Cette initiative s’inscrit dans une stratégie plus large où Téhéran cherche à redistribuer les coûts et les contrôles des flux énergétiques, en utilisant sa position pour influencer les prix et les itinéraires.
Selon l’historien Xavier Carpentier-Tanguy, dans une tribune publiée dans Le Monde, la question dépasse l’Iran seul: Washington joue aussi un rôle structurant, et parfois paradoxal, dans l’évolution de l’ordre maritime.

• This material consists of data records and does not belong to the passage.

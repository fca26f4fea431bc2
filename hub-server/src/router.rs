//! Delegation router
//!
//! Chooses the terminal that executes a print job. The policy, in order:
//!
//! 1. the requester itself when it reports an attached printer (local
//!    execution, no network hop)
//! 2. otherwise the lowest terminal id reporting a printer, so several
//!    eligible terminals never split one job
//! 3. otherwise `NoPrinterAvailable`, surfaced to the operator
//!
//! Every job is routed against a fresh snapshot; a job already forwarded
//! is never rerouted when presence changes mid-flight.

use shared::models::Presence;
use std::collections::BTreeMap;

use crate::error::{HubError, HubResult};

/// Select the executing terminal for a print request
pub fn select_executor(
    requesting_terminal: &str,
    snapshot: &BTreeMap<String, Presence>,
) -> HubResult<String> {
    if snapshot
        .get(requesting_terminal)
        .is_some_and(|p| p.has_printer())
    {
        return Ok(requesting_terminal.to_string());
    }

    snapshot
        .iter()
        .find(|(_, presence)| presence.has_printer())
        .map(|(id, _)| id.clone())
        .ok_or(HubError::NoPrinterAvailable)
}

#[cfg(test)]
mod tests {
    use super::*;

    fn snapshot(entries: &[(&str, Presence)]) -> BTreeMap<String, Presence> {
        entries
            .iter()
            .map(|(id, p)| (id.to_string(), *p))
            .collect()
    }

    #[test]
    fn test_requester_preferred_when_it_has_a_printer() {
        let snap = snapshot(&[
            ("till-1", Presence::HasPrinter),
            ("till-2", Presence::HasPrinter),
        ]);
        assert_eq!(select_executor("till-2", &snap).unwrap(), "till-2");
    }

    #[test]
    fn test_lowest_id_wins_for_remote_execution() {
        let snap = snapshot(&[
            ("till-1", Presence::NoPrinter),
            ("till-5", Presence::HasPrinter),
            ("till-2", Presence::HasPrinter),
        ]);
        assert_eq!(select_executor("till-1", &snap).unwrap(), "till-2");
    }

    #[test]
    fn test_selection_is_deterministic() {
        let snap = snapshot(&[
            ("till-3", Presence::HasPrinter),
            ("till-4", Presence::HasPrinter),
        ]);
        let first = select_executor("till-1", &snap).unwrap();
        for _ in 0..10 {
            assert_eq!(select_executor("till-1", &snap).unwrap(), first);
        }
    }

    #[test]
    fn test_no_printer_available() {
        let snap = snapshot(&[
            ("till-1", Presence::NoPrinter),
            ("till-2", Presence::NoPrinter),
        ]);
        assert!(matches!(
            select_executor("till-1", &snap),
            Err(HubError::NoPrinterAvailable)
        ));

        assert!(matches!(
            select_executor("till-1", &BTreeMap::new()),
            Err(HubError::NoPrinterAvailable)
        ));
    }
}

Le rôle américain dans la recomposition de l’ordre maritime
Le rôle des États-Unis ne se limite pas à un face-à-face avec Téhéran; leur présence navale, leurs sanctions et leurs alliances modulent les choix des acteurs du secteur, y compris les compagnies maritimes et les assureurs.
Cette dynamique crée des incertitudes pour les coûts de transport, les assurances et les délais, et peut conduire à des redistributions logistiques (routes alternatives, stockage, hubs) qui redessinent les chaînes d’approvisionnement.
Au final, le dossier montre une réalité où le droit maritime international est confronté à des calculs de puissance: l’ordre existe, mais il se transforme sous pression, et l’analyse de Carpentier-Tanguy invite à une lecture nuancée du lien Iran–Washington.